Out of all the lines below, count those with the word "INTO". Give the number only.

-=-=-=-=-

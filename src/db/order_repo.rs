// src/db/order_repo.rs

use sqlx::{Executor, PgPool, Postgres};
use uuid::Uuid;

use crate::{
    common::error::AppError,
    models::orders::{Message, OrderStatus, OrderSummary, SupplierOrder, SupplierOrderItem},
};

#[derive(Clone)]
pub struct OrderRepository {
    pool: PgPool,
}

impl OrderRepository {
    pub fn new(pool: PgPool) -> Self {
        Self { pool }
    }

    // ---
    // Leitura
    // ---

    pub async fn list(&self) -> Result<Vec<OrderSummary>, AppError> {
        let orders = sqlx::query_as::<_, OrderSummary>(
            r#"
            SELECT o.id, f.name AS supplier_name, o.status, o.ordered_at
            FROM supplier_orders o
            JOIN suppliers f ON f.id = o.supplier_id
            ORDER BY o.ordered_at DESC
            "#,
        )
        .fetch_all(&self.pool)
        .await?;
        Ok(orders)
    }

    pub async fn find_by_id(&self, id: Uuid) -> Result<Option<SupplierOrder>, AppError> {
        let order = sqlx::query_as::<_, SupplierOrder>("SELECT * FROM supplier_orders WHERE id = $1")
            .bind(id)
            .fetch_optional(&self.pool)
            .await?;
        Ok(order)
    }

    pub async fn get_items(&self, order_id: Uuid) -> Result<Vec<SupplierOrderItem>, AppError> {
        let items = sqlx::query_as::<_, SupplierOrderItem>(
            "SELECT * FROM supplier_order_items WHERE order_id = $1",
        )
        .bind(order_id)
        .fetch_all(&self.pool)
        .await?;
        Ok(items)
    }

    pub async fn list_messages(&self) -> Result<Vec<Message>, AppError> {
        let messages =
            sqlx::query_as::<_, Message>("SELECT * FROM messages ORDER BY sent_at DESC")
                .fetch_all(&self.pool)
                .await?;
        Ok(messages)
    }

    // ---
    // Escrita (transacional)
    // ---

    pub async fn insert_order<'e, E>(
        &self,
        executor: E,
        supplier_id: Uuid,
    ) -> Result<SupplierOrder, AppError>
    where
        E: Executor<'e, Database = Postgres>,
    {
        let order = sqlx::query_as::<_, SupplierOrder>(
            "INSERT INTO supplier_orders (supplier_id) VALUES ($1) RETURNING *",
        )
        .bind(supplier_id)
        .fetch_one(executor)
        .await?;
        Ok(order)
    }

    pub async fn insert_item<'e, E>(
        &self,
        executor: E,
        order_id: Uuid,
        product_id: Uuid,
        quantity: i32,
    ) -> Result<SupplierOrderItem, AppError>
    where
        E: Executor<'e, Database = Postgres>,
    {
        let item = sqlx::query_as::<_, SupplierOrderItem>(
            r#"
            INSERT INTO supplier_order_items (order_id, product_id, quantity)
            VALUES ($1, $2, $3)
            RETURNING *
            "#,
        )
        .bind(order_id)
        .bind(product_id)
        .bind(quantity)
        .fetch_one(executor)
        .await?;
        Ok(item)
    }

    /// Carrega o pedido travando a linha: impede dois recebimentos
    /// concorrentes do mesmo pedido.
    pub async fn get_for_update<'e, E>(
        &self,
        executor: E,
        id: Uuid,
    ) -> Result<Option<SupplierOrder>, AppError>
    where
        E: Executor<'e, Database = Postgres>,
    {
        let order = sqlx::query_as::<_, SupplierOrder>(
            "SELECT * FROM supplier_orders WHERE id = $1 FOR UPDATE",
        )
        .bind(id)
        .fetch_optional(executor)
        .await?;
        Ok(order)
    }

    pub async fn list_items<'e, E>(
        &self,
        executor: E,
        order_id: Uuid,
    ) -> Result<Vec<SupplierOrderItem>, AppError>
    where
        E: Executor<'e, Database = Postgres>,
    {
        let items = sqlx::query_as::<_, SupplierOrderItem>(
            "SELECT * FROM supplier_order_items WHERE order_id = $1",
        )
        .bind(order_id)
        .fetch_all(executor)
        .await?;
        Ok(items)
    }

    pub async fn set_status<'e, E>(
        &self,
        executor: E,
        order_id: Uuid,
        status: OrderStatus,
    ) -> Result<(), AppError>
    where
        E: Executor<'e, Database = Postgres>,
    {
        let result = sqlx::query("UPDATE supplier_orders SET status = $2 WHERE id = $1")
            .bind(order_id)
            .bind(status)
            .execute(executor)
            .await?;
        if result.rows_affected() == 0 {
            return Err(AppError::OrderNotFound);
        }
        Ok(())
    }

    pub async fn insert_message<'e, E>(
        &self,
        executor: E,
        supplier_id: Option<Uuid>,
        product_id: Option<Uuid>,
        content: &str,
        status: &str,
    ) -> Result<Message, AppError>
    where
        E: Executor<'e, Database = Postgres>,
    {
        let message = sqlx::query_as::<_, Message>(
            r#"
            INSERT INTO messages (supplier_id, product_id, content, status)
            VALUES ($1, $2, $3, $4)
            RETURNING *
            "#,
        )
        .bind(supplier_id)
        .bind(product_id)
        .bind(content)
        .bind(status)
        .fetch_one(executor)
        .await?;
        Ok(message)
    }
}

-=-=-=-=-

* **COMPLETED EXERCISE**: 3